Publicidad de la barbarie. Jóvenes borrachos, bajo la ingesta de tóxicos metílicos y metaanfetamínicos que se tiran de un balcón a otro para tratar de hacerse daño o, incluso, perder la vida, y de manchar el terrazo de la piscina, la escalera donde rebotan o el cristal que estallan. Para ensuciar el césped y el parterre. Son unos mamarrachos en la precisa acepción del término. Pero, ¿qué decir de los que están permitiendo que esto ocurra?
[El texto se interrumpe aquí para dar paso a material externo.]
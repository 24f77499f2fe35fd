// Engine error codes and their symbolic names
//
// Numbering follows the GRegexError enumeration so codes stay stable for
// callers that compare against numbers.

use std::collections::HashMap;
use std::sync::OnceLock;

use ahash::RandomState;

pub const ERROR_COMPILE: i32 = 0;
pub const ERROR_OPTIMIZE: i32 = 1;
pub const ERROR_REPLACE: i32 = 2;
pub const ERROR_MATCH: i32 = 3;
pub const ERROR_INTERNAL: i32 = 4;
pub const ERROR_STRAY_BACKSLASH: i32 = 101;
pub const ERROR_UNRECOGNIZED_ESCAPE: i32 = 103;
pub const ERROR_QUANTIFIERS_OUT_OF_ORDER: i32 = 104;
pub const ERROR_QUANTIFIER_TOO_BIG: i32 = 105;
pub const ERROR_UNTERMINATED_CHARACTER_CLASS: i32 = 106;
pub const ERROR_INVALID_ESCAPE_IN_CHARACTER_CLASS: i32 = 107;
pub const ERROR_RANGE_OUT_OF_ORDER: i32 = 108;
pub const ERROR_NOTHING_TO_REPEAT: i32 = 109;
pub const ERROR_UNRECOGNIZED_CHARACTER: i32 = 112;
pub const ERROR_UNMATCHED_PARENTHESIS: i32 = 114;
pub const ERROR_INEXISTENT_SUBPATTERN_REFERENCE: i32 = 115;
pub const ERROR_EXPRESSION_TOO_LARGE: i32 = 120;
pub const ERROR_MEMORY_ERROR: i32 = 121;
pub const ERROR_ASSERTION_EXPECTED: i32 = 128;
pub const ERROR_DUPLICATE_SUBPATTERN_NAME: i32 = 143;
pub const ERROR_UNKNOWN_PROPERTY: i32 = 147;
pub const ERROR_TOO_MANY_SUBPATTERNS: i32 = 149;

pub static ERROR_NAMES: &[(&str, i32)] = &[
    ("ERROR_COMPILE", ERROR_COMPILE),
    ("ERROR_OPTIMIZE", ERROR_OPTIMIZE),
    ("ERROR_REPLACE", ERROR_REPLACE),
    ("ERROR_MATCH", ERROR_MATCH),
    ("ERROR_INTERNAL", ERROR_INTERNAL),
    ("ERROR_STRAY_BACKSLASH", ERROR_STRAY_BACKSLASH),
    ("ERROR_MISSING_CONTROL_CHAR", 102),
    ("ERROR_UNRECOGNIZED_ESCAPE", ERROR_UNRECOGNIZED_ESCAPE),
    ("ERROR_QUANTIFIERS_OUT_OF_ORDER", ERROR_QUANTIFIERS_OUT_OF_ORDER),
    ("ERROR_QUANTIFIER_TOO_BIG", ERROR_QUANTIFIER_TOO_BIG),
    ("ERROR_UNTERMINATED_CHARACTER_CLASS", ERROR_UNTERMINATED_CHARACTER_CLASS),
    (
        "ERROR_INVALID_ESCAPE_IN_CHARACTER_CLASS",
        ERROR_INVALID_ESCAPE_IN_CHARACTER_CLASS,
    ),
    ("ERROR_RANGE_OUT_OF_ORDER", ERROR_RANGE_OUT_OF_ORDER),
    ("ERROR_NOTHING_TO_REPEAT", ERROR_NOTHING_TO_REPEAT),
    ("ERROR_UNRECOGNIZED_CHARACTER", ERROR_UNRECOGNIZED_CHARACTER),
    ("ERROR_POSIX_NAMED_CLASS_OUTSIDE_CLASS", 113),
    ("ERROR_UNMATCHED_PARENTHESIS", ERROR_UNMATCHED_PARENTHESIS),
    (
        "ERROR_INEXISTENT_SUBPATTERN_REFERENCE",
        ERROR_INEXISTENT_SUBPATTERN_REFERENCE,
    ),
    ("ERROR_UNTERMINATED_COMMENT", 118),
    ("ERROR_EXPRESSION_TOO_LARGE", ERROR_EXPRESSION_TOO_LARGE),
    ("ERROR_MEMORY_ERROR", ERROR_MEMORY_ERROR),
    ("ERROR_VARIABLE_LENGTH_LOOKBEHIND", 125),
    ("ERROR_MALFORMED_CONDITION", 126),
    ("ERROR_TOO_MANY_CONDITIONAL_BRANCHES", 127),
    ("ERROR_ASSERTION_EXPECTED", ERROR_ASSERTION_EXPECTED),
    ("ERROR_UNKNOWN_POSIX_CLASS_NAME", 130),
    ("ERROR_POSIX_COLLATING_ELEMENTS_NOT_SUPPORTED", 131),
    ("ERROR_HEX_CODE_TOO_LARGE", 134),
    ("ERROR_INVALID_CONDITION", 135),
    ("ERROR_SINGLE_BYTE_MATCH_IN_LOOKBEHIND", 136),
    ("ERROR_INFINITE_LOOP", 140),
    ("ERROR_MISSING_SUBPATTERN_NAME_TERMINATOR", 142),
    ("ERROR_DUPLICATE_SUBPATTERN_NAME", ERROR_DUPLICATE_SUBPATTERN_NAME),
    ("ERROR_MALFORMED_PROPERTY", 146),
    ("ERROR_UNKNOWN_PROPERTY", ERROR_UNKNOWN_PROPERTY),
    ("ERROR_SUBPATTERN_NAME_TOO_LONG", 148),
    ("ERROR_TOO_MANY_SUBPATTERNS", ERROR_TOO_MANY_SUBPATTERNS),
    ("ERROR_INVALID_OCTAL_VALUE", 151),
    ("ERROR_TOO_MANY_BRANCHES_IN_DEFINE", 154),
    ("ERROR_DEFINE_REPETION", 155),
    ("ERROR_INCONSISTENT_NEWLINE_OPTIONS", 156),
    ("ERROR_MISSING_BACK_REFERENCE", 157),
];

fn table() -> &'static HashMap<i32, &'static str, RandomState> {
    static TABLE: OnceLock<HashMap<i32, &'static str, RandomState>> = OnceLock::new();
    TABLE.get_or_init(|| {
        let mut map = HashMap::with_capacity_and_hasher(ERROR_NAMES.len(), RandomState::new());
        for &(name, code) in ERROR_NAMES {
            map.insert(code, name);
        }
        map
    })
}

/// Symbolic name for an engine error code, `None` if unknown.
pub fn lookup(code: i32) -> Option<&'static str> {
    table().get(&code).copied()
}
Lo de esas calles de Magalluf, en un reducido ámbito del municipio de Calviá, es la escoria del excremento. Quema estupendamente y debiéramos hacerlo, además de tirar a unos cuantos responsables por la ventana, inversores perversos, melifluos munícipes, o quienes tengan parte responsable en que ocurran semejantes tropelías públicas, que aceptan tal vejación social ya no de esos seres humanos -si lo son, pueden que sean chimpancés camuflados-, sino la vejación de nuestras calles, de la imagen de nuestro entorno. ¿No es un problema de salud pública? ¿No hay escándalo y vejación? ¿Por qué cerramos un chiringuito estupendo en la playa por un decibelio de más y permitimos que una joven sea torturada por glandes purulentos de gentes que no debieran haber nacido?

Entiendo el balconing. Es lo que se lleva ahora entre los más tontos, que siempre los habrá. Pero por favor que no nos lo cuenten, que no nos lo enseñen ni publiciten, que cierren determinados negocios tóxicos y hediondos. Así se acaba el problema y ni un comentario más. Chitón ¿Dónde están los ecologistas para evitar esas calles tóxicas? ¿Y los comunistas para tanta afrenta a la ética social? ¿Las feministas contra la servidumbre sexual? ¿Y los de Aurora´s rosary? ¿La Adoración nocturna? Los tártaros de Tamerlán. ¡Joder! El sentido común.

Déjenlo, dejen que el idiota se autodefenestre, pero sepan ustedes, quienes permiten que ocurra siendo tan fácil su erradicación, que son mala, muy mala gente, y lo son por cobardes, por mierdas, por débiles.

Tomo un refrescante Tom Collins sentado en mi hamaca azul marino, y lo hago aquí, en Calviá, municipio al que la naturaleza le regaló calas, sierras, bosques y playas. Desde aquí lo digo y lo proclamo en alta voz y todo lo escatológicamente que se estime necesario: me defeco en la cara de aquellos que están permitiendo esto, que los defenestraría con plomo en su cabeza, con erizos en sus orificios, y haciéndoles tragar sapos y culebras con excitados  chinches que les devorasen la mierda de vísceras que componen su cuerpo por darle un nombre a su conjunto de moléculas. Vergonzoso, vergonzante,sinvergüenzas desvergonzados, Mallorca desespera por una estupidez y una moda del pasado que gentes de flácidos glúteos no saben parar. Excrementos ellos, residuos nosotros, basura que los votamos. Qué asco.

Y ahora –para colmo- el mamading, que no era suficiente con la tradición reconvertida en esta modernidad del balconing, que ahora son las felaciones masivas entre orines de cerveza. Algo infinito, infinitesimal, muy mal.

¡Qué orgullo –verdad- para quienes nos dirigen! Nos dirán que están trabajando en ello.